本発明の請求項2に記載の耐火配管構造(以下、「請求項2の耐火配管構造」と記す)は、請求項1の耐火配管構造継手において、下端にフランジ部を備える継手本体と、継手本体の耐火樹脂管接続部に嵌合されるゴム輪パッキンと、前記フランジ部方向に締め付けられることによって、前記ゴム輪パッキンを縮径させて耐火樹脂管の周壁に圧接させる締め付けリングとを備えている構成のものを用いることがこのましい。
本発明の請求項3に記載の耐火配管構造(以下、「請求項3の耐火配管構造」と記す)は、請求項2の耐火配管構造継手において、耐火樹脂管落下防止手段は、耐火樹脂管を環状に囲繞するように配置される押圧部と被支持部とを有し、この押圧部が締め付けリング内を耐火樹脂管の離脱方向に移動可能に、前記被支持部が締め付けリングに支持されていることを特徴としている。

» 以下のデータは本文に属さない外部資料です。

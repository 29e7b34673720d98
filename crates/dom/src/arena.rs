//! Arena-based DOM tree storage
//!
//! Ownership is strictly top-down: the arena owns every node, a node lists
//! its children by index, and the parent link is a plain back-index. There
//! is no reference cycle to break.
//!
//! ```text
//! Arena: Vec<DomNode>
//!        [Node0][Node1][Node2]...
//!         ↑ 4-byte index, not 8-byte pointer
//! ```
//!
//! Detached nodes (e.g. after replacing an element's inner markup) stay in
//! the arena, unreachable from the root, until [`DomArena::compact`] or
//! [`DomArena::clear`] drops them.

use crate::attributes::Attributes;
use crate::error::{DomError, Result};
use crate::types::{DomNode, ElementData, NodeData, NodeId};

/// Arena allocator for DOM nodes
#[derive(Debug, Clone)]
pub struct DomArena {
    /// All nodes stored sequentially (cache-friendly)
    nodes: Vec<DomNode>,

    /// Root node ID (if set)
    root_id: Option<NodeId>,
}

impl DomArena {
    /// Create a new empty arena
    pub fn new() -> Self {
        Self::with_capacity(64)
    }

    /// Create arena with specific capacity
    pub fn with_capacity(capacity: usize) -> Self {
        Self {
            nodes: Vec::with_capacity(capacity),
            root_id: None,
        }
    }

    /// Arena holding a single element that becomes the root
    pub fn with_root(tag_name: impl Into<String>) -> Self {
        let mut arena = Self::new();
        let root = arena.create_element(tag_name, Attributes::new());
        arena.root_id = Some(root);
        arena
    }

    /// Add a detached node to the arena, returns its ID
    pub fn add_node(&mut self, data: NodeData) -> NodeId {
        let node_id = self.nodes.len() as NodeId;
        self.nodes.push(DomNode::new(node_id, data));
        node_id
    }

    pub fn create_element(&mut self, tag_name: impl Into<String>, attributes: Attributes) -> NodeId {
        self.add_node(NodeData::Element(ElementData::new(tag_name, attributes)))
    }

    pub fn create_textarea(&mut self, attributes: Attributes, value: impl Into<String>) -> NodeId {
        self.add_node(NodeData::Element(ElementData::textarea(attributes, value)))
    }

    pub fn create_text(&mut self, value: impl Into<String>) -> NodeId {
        self.add_node(NodeData::Text(value.into()))
    }

    pub fn create_comment(&mut self, value: impl Into<String>) -> NodeId {
        self.add_node(NodeData::Comment(value.into()))
    }

    pub fn create_fragment(&mut self) -> NodeId {
        self.add_node(NodeData::Fragment)
    }

    /// Get node by ID (immutable)
    pub fn get(&self, node_id: NodeId) -> Result<&DomNode> {
        self.nodes
            .get(node_id as usize)
            .ok_or(DomError::NodeNotFound(node_id))
    }

    /// Get node by ID (mutable)
    pub fn get_mut(&mut self, node_id: NodeId) -> Result<&mut DomNode> {
        self.nodes
            .get_mut(node_id as usize)
            .ok_or(DomError::NodeNotFound(node_id))
    }

    /// Get the element payload of a node, failing for other kinds
    pub fn element(&self, node_id: NodeId) -> Result<&ElementData> {
        let node = self.get(node_id)?;
        node.as_element().ok_or_else(|| {
            DomError::InvalidParent(format!("node {} is not an element", node_id))
        })
    }

    pub fn element_mut(&mut self, node_id: NodeId) -> Result<&mut ElementData> {
        let node = self.get_mut(node_id)?;
        node.as_element_mut().ok_or_else(|| {
            DomError::InvalidParent(format!("node {} is not an element", node_id))
        })
    }

    /// Set root node
    pub fn set_root(&mut self, node_id: NodeId) -> Result<()> {
        // Verify node exists
        self.get(node_id)?;
        self.root_id = Some(node_id);
        Ok(())
    }

    /// Get root node ID
    pub fn root_id(&self) -> Option<NodeId> {
        self.root_id
    }

    /// Get root node
    pub fn root(&self) -> Result<&DomNode> {
        let root_id = self
            .root_id
            .ok_or_else(|| DomError::InvalidRecord("no root node set".to_string()))?;
        self.get(root_id)
    }

    /// Total number of nodes (including detached ones)
    pub fn len(&self) -> usize {
        self.nodes.len()
    }

    /// Check if arena is empty
    pub fn is_empty(&self) -> bool {
        self.nodes.is_empty()
    }

    /// Iterator over all nodes
    pub fn iter(&self) -> impl Iterator<Item = &DomNode> {
        self.nodes.iter()
    }

    /// Get children of a node
    pub fn children(&self, node_id: NodeId) -> Result<Vec<&DomNode>> {
        let node = self.get(node_id)?;
        node.children_ids
            .iter()
            .map(|&child_id| self.get(child_id))
            .collect()
    }

    /// Get parent of a node
    pub fn parent(&self, node_id: NodeId) -> Result<Option<&DomNode>> {
        let node = self.get(node_id)?;
        match node.parent_id {
            Some(parent_id) => Ok(Some(self.get(parent_id)?)),
            None => Ok(None),
        }
    }

    /// Append `child` as the last child of `parent`
    ///
    /// `parent` must be a container element. A child that already has a
    /// parent is moved. Appending a node under itself or one of its
    /// descendants is rejected.
    pub fn append_child(&mut self, parent_id: NodeId, child_id: NodeId) -> Result<()> {
        let parent = self.get(parent_id)?;
        if !parent.is_container() {
            return Err(DomError::InvalidParent(match parent.tag_name() {
                Some(tag) => format!("<{}> cannot hold child nodes", tag),
                None => format!("node {} is not an element", parent_id),
            }));
        }
        self.get(child_id)?;

        let mut cursor = Some(parent_id);
        while let Some(id) = cursor {
            if id == child_id {
                return Err(DomError::InvalidParent(format!(
                    "node {} cannot be appended under itself",
                    child_id
                )));
            }
            cursor = self.get(id)?.parent_id;
        }

        self.detach(child_id)?;
        self.get_mut(child_id)?.parent_id = Some(parent_id);
        self.get_mut(parent_id)?.children_ids.push(child_id);
        Ok(())
    }

    /// Attach a node created moments ago and never attached
    ///
    /// Skips the container and ancestor checks of [`DomArena::append_child`];
    /// callers only pass container parents and parentless children.
    pub(crate) fn attach_new(&mut self, parent_id: NodeId, child_id: NodeId) -> Result<()> {
        self.get_mut(child_id)?.parent_id = Some(parent_id);
        self.get_mut(parent_id)?.children_ids.push(child_id);
        Ok(())
    }

    /// Unlink a node from its parent. The node stays in the arena.
    pub fn detach(&mut self, node_id: NodeId) -> Result<()> {
        if let Some(parent_id) = self.get(node_id)?.parent_id {
            self.get_mut(parent_id)?
                .children_ids
                .retain(|id| *id != node_id);
            self.get_mut(node_id)?.parent_id = None;
        }
        Ok(())
    }

    /// Unlink every child of a node
    pub fn clear_children(&mut self, node_id: NodeId) -> Result<()> {
        let children = std::mem::take(&mut self.get_mut(node_id)?.children_ids);
        for child_id in children {
            self.get_mut(child_id)?.parent_id = None;
        }
        Ok(())
    }

    /// Traverse tree depth-first, pre-order (iterative, no recursion)
    pub fn traverse_df<F>(&self, start_id: NodeId, mut visit: F) -> Result<()>
    where
        F: FnMut(&DomNode) -> Result<()>,
    {
        let mut stack = vec![start_id];

        while let Some(node_id) = stack.pop() {
            let node = self.get(node_id)?;
            visit(node)?;

            // Push children in reverse order (so they're visited left-to-right)
            for &child_id in node.children_ids.iter().rev() {
                stack.push(child_id);
            }
        }

        Ok(())
    }

    /// Concatenated text of every Text node under `node_id`
    pub fn text_content(&self, node_id: NodeId) -> Result<String> {
        let mut text = String::new();
        self.traverse_df(node_id, |node| {
            if let NodeData::Text(value) = &node.data {
                text.push_str(value);
            }
            Ok(())
        })?;
        Ok(text)
    }

    /// Drop every node that is not reachable from the root
    ///
    /// Surviving nodes are renumbered in document order, so the root becomes
    /// node 0. Returns the new ID of each old ID, indexed by old ID; `None`
    /// marks a dropped node. IDs held from before the call are stale.
    pub fn compact(&mut self) -> Result<Vec<Option<NodeId>>> {
        let root_id = self
            .root_id
            .ok_or_else(|| DomError::InvalidRecord("no root node set".to_string()))?;

        let mut order = Vec::new();
        self.traverse_df(root_id, |node| {
            order.push(node.node_id);
            Ok(())
        })?;

        let mut mapping = vec![None; self.nodes.len()];
        for (new_id, &old_id) in order.iter().enumerate() {
            mapping[old_id as usize] = Some(new_id as NodeId);
        }

        let mut old_nodes: Vec<Option<DomNode>> =
            std::mem::take(&mut self.nodes).into_iter().map(Some).collect();
        self.nodes.reserve(order.len());
        for (new_id, &old_id) in order.iter().enumerate() {
            let mut node = old_nodes[old_id as usize]
                .take()
                .ok_or(DomError::NodeNotFound(old_id))?;
            node.node_id = new_id as NodeId;
            node.parent_id = node.parent_id.and_then(|id| mapping[id as usize]);
            node.children_ids = node
                .children_ids
                .iter()
                .filter_map(|&id| mapping[id as usize])
                .collect();
            self.nodes.push(node);
        }

        self.root_id = Some(0);
        tracing::debug!(
            kept = order.len(),
            dropped = mapping.len() - order.len(),
            "Compacted arena"
        );
        Ok(mapping)
    }

    /// Clear arena (reuse allocation)
    pub fn clear(&mut self) {
        self.nodes.clear();
        self.root_id = None;
    }
}

impl Default for DomArena {
    fn default() -> Self {
        Self::new()
    }
}

#[cfg(test)]
mod tests {
    use super::*;

    #[test]
    fn test_arena_basic() {
        let mut arena = DomArena::new();
        let id = arena.create_element("div", Attributes::new());
        assert_eq!(id, 0);

        let retrieved = arena.get(id).unwrap();
        assert_eq!(retrieved.tag_name(), Some("div"));
        assert!(retrieved.parent_id.is_none());
        assert!(matches!(arena.get(7), Err(DomError::NodeNotFound(7))));
    }

    #[test]
    fn test_append_sets_parent_link() {
        let mut arena = DomArena::with_root("ul");
        let root = arena.root_id().unwrap();
        let li = arena.create_element("li", Attributes::new());
        arena.append_child(root, li).unwrap();

        assert_eq!(arena.parent(li).unwrap().unwrap().node_id, root);
        assert_eq!(arena.children(root).unwrap().len(), 1);
    }

    #[test]
    fn test_append_moves_child() {
        let mut arena = DomArena::with_root("div");
        let root = arena.root_id().unwrap();
        let a = arena.create_element("p", Attributes::new());
        let b = arena.create_element("p", Attributes::new());
        let text = arena.create_text("x");
        arena.append_child(root, a).unwrap();
        arena.append_child(root, b).unwrap();
        arena.append_child(a, text).unwrap();
        arena.append_child(b, text).unwrap();

        assert!(arena.get(a).unwrap().children_ids.is_empty());
        assert_eq!(arena.get(b).unwrap().children_ids.as_slice(), &[text]);
    }

    #[test]
    fn test_append_rejects_leaves_and_cycles() {
        let mut arena = DomArena::with_root("div");
        let root = arena.root_id().unwrap();
        let text = arena.create_text("x");
        let other = arena.create_text("y");
        let textarea = arena.create_textarea(Attributes::new(), "raw");
        let inner = arena.create_element("span", Attributes::new());

        assert!(arena.append_child(text, other).is_err());
        assert!(arena.append_child(textarea, other).is_err());

        arena.append_child(root, inner).unwrap();
        assert!(arena.append_child(inner, root).is_err());
        assert!(arena.append_child(root, root).is_err());
    }

    #[test]
    fn test_traverse_df() {
        let mut arena = DomArena::with_root("div");
        let root = arena.root_id().unwrap();
        let span = arena.create_element("span", Attributes::new());
        let em = arena.create_element("em", Attributes::new());
        let b = arena.create_element("b", Attributes::new());
        arena.append_child(root, span).unwrap();
        arena.append_child(span, em).unwrap();
        arena.append_child(root, b).unwrap();

        let mut visited = Vec::new();
        arena
            .traverse_df(root, |node| {
                visited.push(node.tag_name().unwrap().to_string());
                Ok(())
            })
            .unwrap();

        assert_eq!(visited, vec!["div", "span", "em", "b"]);
    }

    #[test]
    fn test_fragment_is_a_leaf() {
        let mut arena = DomArena::with_root("div");
        let root = arena.root_id().unwrap();
        let fragment = arena.create_fragment();
        let text = arena.create_text("x");
        arena.append_child(root, fragment).unwrap();

        assert!(arena.append_child(fragment, text).is_err());
        assert_eq!(arena.get(fragment).unwrap().parent_id, Some(root));
    }

    #[test]
    fn test_compact_drops_detached_nodes() {
        let mut arena = DomArena::with_root("div");
        let root = arena.root_id().unwrap();
        let stale = arena.create_text("old");
        arena.append_child(root, stale).unwrap();
        arena.clear_children(root).unwrap();
        let span = arena.create_element("span", Attributes::new());
        let text = arena.create_text("new");
        arena.append_child(root, span).unwrap();
        arena.append_child(span, text).unwrap();
        assert_eq!(arena.len(), 4);

        let mapping = arena.compact().unwrap();
        assert_eq!(mapping, vec![Some(0), None, Some(1), Some(2)]);
        assert_eq!(arena.len(), 3);
        assert_eq!(arena.root_id(), Some(0));
        assert_eq!(arena.get(1).unwrap().tag_name(), Some("span"));
        assert_eq!(arena.get(1).unwrap().parent_id, Some(0));
        assert_eq!(arena.get(0).unwrap().children_ids.as_slice(), &[1]);
        assert_eq!(arena.text_content(0).unwrap(), "new");
    }

    #[test]
    fn test_clear_children_detaches() {
        let mut arena = DomArena::with_root("div");
        let root = arena.root_id().unwrap();
        let text = arena.create_text("hello");
        arena.append_child(root, text).unwrap();
        assert_eq!(arena.text_content(root).unwrap(), "hello");

        arena.clear_children(root).unwrap();
        assert!(arena.children(root).unwrap().is_empty());
        assert!(arena.get(text).unwrap().parent_id.is_none());
        assert_eq!(arena.text_content(root).unwrap(), "");
    }
}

本発明の請求項4に記載の耐火配管構造(以下、「請求項4の耐火配管構造」と記す)は、 また、請求項1〜請求項3のいずれかの耐火配管構造継手において、耐火樹脂管落下防止手段が、押圧部をばね力に抗して非押圧状態に保持し、耐火樹脂管が火炎に曝されたとき、焼失して前記保持を解除する非押圧状態保持手段を備えている構成とした。
本発明以外の耐火配管構造としては、建物の防火区画を上下方向に貫通するように設けられる不燃材料からなる継手の下端に少なくとも火炎による加熱により熱膨張する耐火熱膨張性樹脂組成物からなる管状をした耐火膨張層を備える耐火樹脂管が接続されている耐火配管構造であって、一部が脱落防止状態に前記継手に係止され、前記耐火樹脂管が加熱膨張したときに、軟化状態の耐火樹脂管の外壁面に食い込んで耐火樹脂管の継手からの離脱を防止する耐火樹脂管落下防止手段を備えていることを特徴としたものもある。
本発明の請求項に記載の耐火配管構造(以下、「請求項の耐火配管構造」と記す)は、
請求項1〜請求項のいずれかの耐火配管構造において、耐火樹脂管が、ポリ塩化ビニル系樹脂100重量部に対して、熱膨張性黒鉛を1〜15重量部の割合で含む耐火熱膨張性樹脂組成物からなる耐火膨張層を少なくとも備えることを特徴としている。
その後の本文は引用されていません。